#### Records for the task:

►

use std::path::Path;

use anyhow::Context;
use rusqlite::{Connection, OpenFlags};

/// Tables every source database must carry. Used as a probe when no external
/// migration command is configured (sources are opened read-only, so the
/// built-in schema cannot be applied to them).
const REQUIRED_TABLES: &[&str] = &["users", "activities", "registrations", "journals"];

pub fn open_target(path: &Path) -> anyhow::Result<Connection> {
    if let Some(parent) = path.parent() {
        if !parent.as_os_str().is_empty() {
            std::fs::create_dir_all(parent)?;
        }
    }
    let conn = Connection::open(path)
        .with_context(|| format!("failed to open target database {}", path.to_string_lossy()))?;
    conn.execute("PRAGMA foreign_keys = ON", [])?;
    Ok(conn)
}

pub fn open_source(path: &Path) -> anyhow::Result<Connection> {
    let conn = Connection::open_with_flags(
        path,
        OpenFlags::SQLITE_OPEN_READ_ONLY | OpenFlags::SQLITE_OPEN_NO_MUTEX,
    )
    .with_context(|| format!("failed to open source database {}", path.to_string_lossy()))?;
    Ok(conn)
}

pub fn verify_schema(conn: &Connection) -> anyhow::Result<()> {
    let mut stmt =
        conn.prepare("SELECT 1 FROM sqlite_master WHERE type = 'table' AND name = ?")?;
    for table in REQUIRED_TABLES {
        let present = stmt.exists([table])?;
        if !present {
            anyhow::bail!("database is missing table {}", table);
        }
    }
    Ok(())
}

pub fn ensure_schema(conn: &Connection) -> anyhow::Result<()> {
    conn.execute_batch(SCHEMA_SQL)
        .context("failed to apply schema")?;
    Ok(())
}
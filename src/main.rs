use std::path::PathBuf;
use std::process::ExitCode;

use clap::Parser;
use tracing_subscriber::EnvFilter;

use actimerge::config::MergeConfig;
use actimerge::context::MergeContext;
use actimerge::merge;

/// Merge several activity-management databases into one.
#[derive(Parser)]
#[command(version, about)]
struct Args {
    /// Path to the merge configuration file.
    #[arg(short, long, default_value = "merge.json")]
    config: PathBuf,

    /// Assume all schemas are already up to date.
    #[arg(long)]
    skip_migrations: bool,
}

fn main() -> ExitCode {
    tracing_subscriber::fmt()
        .with_env_filter(EnvFilter::from_default_env())
        .with_writer(std::io::stderr)
        .init();

    let args = Args::parse();
    match run(&args) {
        Ok(()) => ExitCode::SUCCESS,
        Err(e) => {
            eprintln!("error: {e:#}");
            ExitCode::FAILURE
        }
    }
}

fn run(args: &Args) -> anyhow::Result<()> {
    let config = MergeConfig::load(&args.config)?;
    let mut ctx = MergeContext::open(config)?;
    merge::run(&mut ctx, args.skip_migrations)
}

◄

Every line above that holds "Result" should be tallied; answer with the total alone.

#### Response to the exercise:
5